BEGIN Exercise data

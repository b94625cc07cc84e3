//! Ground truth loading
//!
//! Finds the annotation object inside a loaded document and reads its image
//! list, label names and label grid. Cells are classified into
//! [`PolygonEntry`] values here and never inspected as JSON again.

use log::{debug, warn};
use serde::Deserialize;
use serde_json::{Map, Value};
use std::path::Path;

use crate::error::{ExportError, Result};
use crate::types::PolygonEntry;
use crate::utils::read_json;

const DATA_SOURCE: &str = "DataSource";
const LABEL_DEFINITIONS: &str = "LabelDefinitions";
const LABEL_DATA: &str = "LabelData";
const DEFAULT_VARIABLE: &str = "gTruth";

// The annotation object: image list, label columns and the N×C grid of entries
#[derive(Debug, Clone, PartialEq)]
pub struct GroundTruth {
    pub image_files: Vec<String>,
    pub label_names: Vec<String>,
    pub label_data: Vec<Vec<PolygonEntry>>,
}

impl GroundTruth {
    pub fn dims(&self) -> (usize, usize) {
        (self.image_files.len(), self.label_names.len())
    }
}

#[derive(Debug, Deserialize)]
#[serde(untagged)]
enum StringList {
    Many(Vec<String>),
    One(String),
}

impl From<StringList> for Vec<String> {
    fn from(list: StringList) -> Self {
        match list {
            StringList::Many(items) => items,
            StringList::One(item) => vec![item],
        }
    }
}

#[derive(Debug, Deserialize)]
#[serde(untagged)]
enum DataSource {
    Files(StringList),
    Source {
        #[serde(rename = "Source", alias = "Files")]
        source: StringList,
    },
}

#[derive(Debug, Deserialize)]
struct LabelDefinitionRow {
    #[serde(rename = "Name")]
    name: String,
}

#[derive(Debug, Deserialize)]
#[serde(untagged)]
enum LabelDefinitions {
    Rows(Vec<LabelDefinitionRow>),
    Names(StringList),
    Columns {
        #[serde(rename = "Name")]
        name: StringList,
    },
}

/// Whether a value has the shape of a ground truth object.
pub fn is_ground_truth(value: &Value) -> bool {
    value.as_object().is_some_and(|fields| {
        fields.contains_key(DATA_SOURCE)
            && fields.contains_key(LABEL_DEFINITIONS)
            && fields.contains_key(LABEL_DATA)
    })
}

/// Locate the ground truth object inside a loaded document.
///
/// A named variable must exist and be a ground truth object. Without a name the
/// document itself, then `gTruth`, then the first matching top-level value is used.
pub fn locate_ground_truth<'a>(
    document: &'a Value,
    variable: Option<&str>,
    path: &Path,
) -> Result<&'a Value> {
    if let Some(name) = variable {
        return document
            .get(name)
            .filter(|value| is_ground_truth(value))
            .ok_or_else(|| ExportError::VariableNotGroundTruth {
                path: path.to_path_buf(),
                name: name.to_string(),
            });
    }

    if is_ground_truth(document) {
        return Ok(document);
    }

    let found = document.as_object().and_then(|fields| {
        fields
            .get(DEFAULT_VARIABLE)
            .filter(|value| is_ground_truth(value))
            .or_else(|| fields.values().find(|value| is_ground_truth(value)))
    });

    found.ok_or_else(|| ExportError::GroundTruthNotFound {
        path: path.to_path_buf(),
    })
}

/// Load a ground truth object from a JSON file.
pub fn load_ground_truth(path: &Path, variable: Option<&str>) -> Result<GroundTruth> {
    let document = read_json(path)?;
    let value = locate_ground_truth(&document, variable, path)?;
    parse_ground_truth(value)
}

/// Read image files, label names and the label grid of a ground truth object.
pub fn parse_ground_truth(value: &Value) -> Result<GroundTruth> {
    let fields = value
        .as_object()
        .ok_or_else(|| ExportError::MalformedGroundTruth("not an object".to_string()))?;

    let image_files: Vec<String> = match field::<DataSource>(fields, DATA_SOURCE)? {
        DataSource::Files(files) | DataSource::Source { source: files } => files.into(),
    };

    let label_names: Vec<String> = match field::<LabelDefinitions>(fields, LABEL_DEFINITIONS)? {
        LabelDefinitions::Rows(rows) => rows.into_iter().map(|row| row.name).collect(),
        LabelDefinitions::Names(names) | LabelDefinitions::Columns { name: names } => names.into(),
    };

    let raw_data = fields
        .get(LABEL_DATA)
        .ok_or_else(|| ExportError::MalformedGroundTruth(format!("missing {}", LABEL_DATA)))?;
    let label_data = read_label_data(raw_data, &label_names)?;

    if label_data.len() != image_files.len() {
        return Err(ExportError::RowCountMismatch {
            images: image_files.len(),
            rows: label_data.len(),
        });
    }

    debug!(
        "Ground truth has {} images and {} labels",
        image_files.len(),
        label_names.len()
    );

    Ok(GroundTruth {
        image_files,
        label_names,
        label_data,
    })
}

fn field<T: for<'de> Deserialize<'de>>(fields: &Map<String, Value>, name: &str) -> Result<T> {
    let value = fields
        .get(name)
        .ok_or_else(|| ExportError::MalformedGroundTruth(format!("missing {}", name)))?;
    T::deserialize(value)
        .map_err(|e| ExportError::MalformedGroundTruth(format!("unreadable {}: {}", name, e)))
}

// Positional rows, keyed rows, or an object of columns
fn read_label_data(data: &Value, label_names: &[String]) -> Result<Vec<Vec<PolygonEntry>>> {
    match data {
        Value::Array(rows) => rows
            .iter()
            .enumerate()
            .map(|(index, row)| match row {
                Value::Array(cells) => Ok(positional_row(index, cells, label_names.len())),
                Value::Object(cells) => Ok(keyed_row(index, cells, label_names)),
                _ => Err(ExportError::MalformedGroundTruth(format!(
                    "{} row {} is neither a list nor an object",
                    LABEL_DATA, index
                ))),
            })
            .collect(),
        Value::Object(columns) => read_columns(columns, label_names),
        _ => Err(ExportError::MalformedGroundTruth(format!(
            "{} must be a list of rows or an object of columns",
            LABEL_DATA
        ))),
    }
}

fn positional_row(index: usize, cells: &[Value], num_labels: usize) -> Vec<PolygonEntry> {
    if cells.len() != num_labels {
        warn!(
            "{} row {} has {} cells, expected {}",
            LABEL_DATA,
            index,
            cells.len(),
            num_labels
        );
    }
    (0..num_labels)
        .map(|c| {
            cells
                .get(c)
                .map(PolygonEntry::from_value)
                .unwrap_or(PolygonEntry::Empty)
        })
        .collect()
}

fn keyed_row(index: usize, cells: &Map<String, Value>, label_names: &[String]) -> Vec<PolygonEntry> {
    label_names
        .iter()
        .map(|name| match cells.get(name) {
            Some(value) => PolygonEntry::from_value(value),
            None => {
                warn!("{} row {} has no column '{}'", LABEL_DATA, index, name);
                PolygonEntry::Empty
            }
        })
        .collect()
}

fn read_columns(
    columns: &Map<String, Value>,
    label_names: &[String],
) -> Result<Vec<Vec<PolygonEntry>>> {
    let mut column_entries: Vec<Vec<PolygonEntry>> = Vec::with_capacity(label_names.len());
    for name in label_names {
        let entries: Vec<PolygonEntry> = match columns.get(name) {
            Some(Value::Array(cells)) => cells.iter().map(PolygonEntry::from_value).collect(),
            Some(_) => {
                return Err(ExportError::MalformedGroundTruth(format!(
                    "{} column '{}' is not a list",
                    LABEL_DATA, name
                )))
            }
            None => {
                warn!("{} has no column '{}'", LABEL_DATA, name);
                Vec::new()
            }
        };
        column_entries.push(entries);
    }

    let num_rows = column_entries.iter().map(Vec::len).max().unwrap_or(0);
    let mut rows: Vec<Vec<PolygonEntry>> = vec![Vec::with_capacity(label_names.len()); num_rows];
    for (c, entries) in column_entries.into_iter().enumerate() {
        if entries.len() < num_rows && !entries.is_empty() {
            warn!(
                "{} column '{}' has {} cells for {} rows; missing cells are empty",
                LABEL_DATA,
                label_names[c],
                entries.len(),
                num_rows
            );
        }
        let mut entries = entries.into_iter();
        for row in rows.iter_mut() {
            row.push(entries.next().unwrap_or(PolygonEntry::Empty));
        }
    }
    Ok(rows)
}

END Exercise data
BEGIN Exercise data

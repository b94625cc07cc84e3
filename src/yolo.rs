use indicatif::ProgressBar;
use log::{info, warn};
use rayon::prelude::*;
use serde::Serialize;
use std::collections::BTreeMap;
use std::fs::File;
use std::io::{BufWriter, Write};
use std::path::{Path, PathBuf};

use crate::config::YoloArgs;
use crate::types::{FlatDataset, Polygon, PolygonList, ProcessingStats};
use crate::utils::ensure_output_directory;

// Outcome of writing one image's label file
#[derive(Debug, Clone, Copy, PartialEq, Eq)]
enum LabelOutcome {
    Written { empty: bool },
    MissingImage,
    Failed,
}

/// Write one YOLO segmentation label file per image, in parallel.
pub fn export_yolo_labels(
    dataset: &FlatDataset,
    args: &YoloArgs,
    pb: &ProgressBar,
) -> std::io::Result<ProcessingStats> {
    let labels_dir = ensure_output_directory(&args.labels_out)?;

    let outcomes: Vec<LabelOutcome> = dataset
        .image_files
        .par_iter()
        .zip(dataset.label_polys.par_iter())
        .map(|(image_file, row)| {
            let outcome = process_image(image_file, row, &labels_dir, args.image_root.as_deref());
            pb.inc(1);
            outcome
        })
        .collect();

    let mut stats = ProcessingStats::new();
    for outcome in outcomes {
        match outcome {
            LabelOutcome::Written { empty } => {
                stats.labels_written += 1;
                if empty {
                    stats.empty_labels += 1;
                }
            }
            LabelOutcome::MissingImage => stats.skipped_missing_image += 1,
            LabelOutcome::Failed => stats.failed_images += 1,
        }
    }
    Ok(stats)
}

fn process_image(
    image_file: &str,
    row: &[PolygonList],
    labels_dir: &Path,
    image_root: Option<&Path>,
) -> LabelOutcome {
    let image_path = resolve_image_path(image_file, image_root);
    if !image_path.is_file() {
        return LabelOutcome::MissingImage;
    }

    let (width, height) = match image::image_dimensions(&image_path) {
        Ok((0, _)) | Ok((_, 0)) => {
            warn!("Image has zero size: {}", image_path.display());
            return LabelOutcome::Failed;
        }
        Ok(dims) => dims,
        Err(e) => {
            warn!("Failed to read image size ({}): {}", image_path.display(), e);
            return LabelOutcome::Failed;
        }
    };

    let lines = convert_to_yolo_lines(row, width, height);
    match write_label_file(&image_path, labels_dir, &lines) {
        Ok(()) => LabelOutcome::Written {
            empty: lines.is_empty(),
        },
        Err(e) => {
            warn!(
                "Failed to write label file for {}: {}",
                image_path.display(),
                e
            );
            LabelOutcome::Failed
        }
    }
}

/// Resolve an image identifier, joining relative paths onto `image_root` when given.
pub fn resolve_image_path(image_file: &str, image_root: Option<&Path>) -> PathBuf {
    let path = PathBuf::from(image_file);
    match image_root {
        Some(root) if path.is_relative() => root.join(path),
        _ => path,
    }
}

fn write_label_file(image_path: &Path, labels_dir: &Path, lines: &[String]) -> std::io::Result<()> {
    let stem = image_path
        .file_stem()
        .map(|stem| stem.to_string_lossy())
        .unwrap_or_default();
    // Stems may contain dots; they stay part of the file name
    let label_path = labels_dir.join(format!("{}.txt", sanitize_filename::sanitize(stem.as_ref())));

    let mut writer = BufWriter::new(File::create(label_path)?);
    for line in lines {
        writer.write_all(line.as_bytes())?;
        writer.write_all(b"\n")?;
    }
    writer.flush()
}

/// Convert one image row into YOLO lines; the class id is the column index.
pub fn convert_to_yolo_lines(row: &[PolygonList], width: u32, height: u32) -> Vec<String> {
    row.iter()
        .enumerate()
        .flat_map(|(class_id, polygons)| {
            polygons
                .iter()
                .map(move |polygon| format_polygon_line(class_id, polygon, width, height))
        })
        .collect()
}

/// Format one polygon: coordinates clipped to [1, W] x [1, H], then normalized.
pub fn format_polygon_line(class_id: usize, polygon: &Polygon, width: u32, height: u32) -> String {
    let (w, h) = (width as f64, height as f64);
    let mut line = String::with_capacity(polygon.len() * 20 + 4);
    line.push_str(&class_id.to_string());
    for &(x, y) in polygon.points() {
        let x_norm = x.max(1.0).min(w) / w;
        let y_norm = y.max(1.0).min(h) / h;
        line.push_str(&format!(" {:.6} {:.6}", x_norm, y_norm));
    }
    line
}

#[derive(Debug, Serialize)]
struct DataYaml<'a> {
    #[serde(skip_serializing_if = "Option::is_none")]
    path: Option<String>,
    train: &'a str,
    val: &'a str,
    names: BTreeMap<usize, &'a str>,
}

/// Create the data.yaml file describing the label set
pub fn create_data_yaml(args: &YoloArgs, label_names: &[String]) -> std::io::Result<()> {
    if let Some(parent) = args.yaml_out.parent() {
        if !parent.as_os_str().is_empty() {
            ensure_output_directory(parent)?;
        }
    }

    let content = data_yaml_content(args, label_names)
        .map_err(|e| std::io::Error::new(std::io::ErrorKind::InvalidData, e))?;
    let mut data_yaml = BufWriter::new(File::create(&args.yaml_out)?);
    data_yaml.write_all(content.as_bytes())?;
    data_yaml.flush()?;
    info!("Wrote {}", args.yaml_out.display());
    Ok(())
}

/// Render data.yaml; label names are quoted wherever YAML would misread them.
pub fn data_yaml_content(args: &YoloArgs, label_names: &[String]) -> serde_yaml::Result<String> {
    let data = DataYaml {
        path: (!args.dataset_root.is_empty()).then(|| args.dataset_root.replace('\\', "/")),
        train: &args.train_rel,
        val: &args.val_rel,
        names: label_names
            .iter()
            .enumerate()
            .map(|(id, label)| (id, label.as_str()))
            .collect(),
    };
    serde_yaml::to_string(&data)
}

END Exercise data
BEGIN Exercise data

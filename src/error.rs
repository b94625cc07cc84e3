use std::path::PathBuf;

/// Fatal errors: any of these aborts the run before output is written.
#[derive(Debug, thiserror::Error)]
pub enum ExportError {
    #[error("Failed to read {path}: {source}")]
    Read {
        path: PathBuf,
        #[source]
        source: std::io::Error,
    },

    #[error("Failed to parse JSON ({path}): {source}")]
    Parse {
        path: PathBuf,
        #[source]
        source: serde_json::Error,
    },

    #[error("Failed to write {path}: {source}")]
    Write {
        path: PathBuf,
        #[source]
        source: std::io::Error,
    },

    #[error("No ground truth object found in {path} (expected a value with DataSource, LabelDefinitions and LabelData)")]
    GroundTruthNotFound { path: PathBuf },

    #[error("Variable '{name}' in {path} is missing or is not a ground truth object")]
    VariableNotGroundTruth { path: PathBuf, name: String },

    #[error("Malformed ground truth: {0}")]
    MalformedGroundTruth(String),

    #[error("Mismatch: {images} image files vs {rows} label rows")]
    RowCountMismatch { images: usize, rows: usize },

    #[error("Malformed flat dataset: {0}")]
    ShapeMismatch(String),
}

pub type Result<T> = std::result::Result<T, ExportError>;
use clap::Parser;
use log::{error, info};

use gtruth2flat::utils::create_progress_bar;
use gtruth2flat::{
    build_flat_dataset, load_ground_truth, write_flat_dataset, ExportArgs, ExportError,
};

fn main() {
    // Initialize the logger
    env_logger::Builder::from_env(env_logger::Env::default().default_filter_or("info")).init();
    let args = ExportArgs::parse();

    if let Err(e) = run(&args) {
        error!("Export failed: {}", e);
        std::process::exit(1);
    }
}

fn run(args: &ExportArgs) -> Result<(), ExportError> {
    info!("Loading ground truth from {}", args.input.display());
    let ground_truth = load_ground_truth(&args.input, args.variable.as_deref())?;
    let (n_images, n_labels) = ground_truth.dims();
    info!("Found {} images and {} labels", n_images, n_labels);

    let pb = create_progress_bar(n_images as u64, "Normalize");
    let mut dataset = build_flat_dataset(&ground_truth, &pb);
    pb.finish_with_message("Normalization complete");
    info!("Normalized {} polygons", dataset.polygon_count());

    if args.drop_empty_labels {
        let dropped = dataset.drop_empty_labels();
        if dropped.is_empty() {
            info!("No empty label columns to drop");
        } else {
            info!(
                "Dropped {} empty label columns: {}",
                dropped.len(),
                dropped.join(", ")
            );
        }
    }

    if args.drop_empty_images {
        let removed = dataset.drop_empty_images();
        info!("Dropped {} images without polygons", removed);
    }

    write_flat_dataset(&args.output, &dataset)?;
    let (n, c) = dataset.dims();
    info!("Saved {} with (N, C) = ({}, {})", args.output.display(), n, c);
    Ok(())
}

END Exercise data

> [Directions]:
Show all lines from the data that contain "DataYaml".

> [Result]:
struct DataYaml<'a> {
    let data = DataYaml {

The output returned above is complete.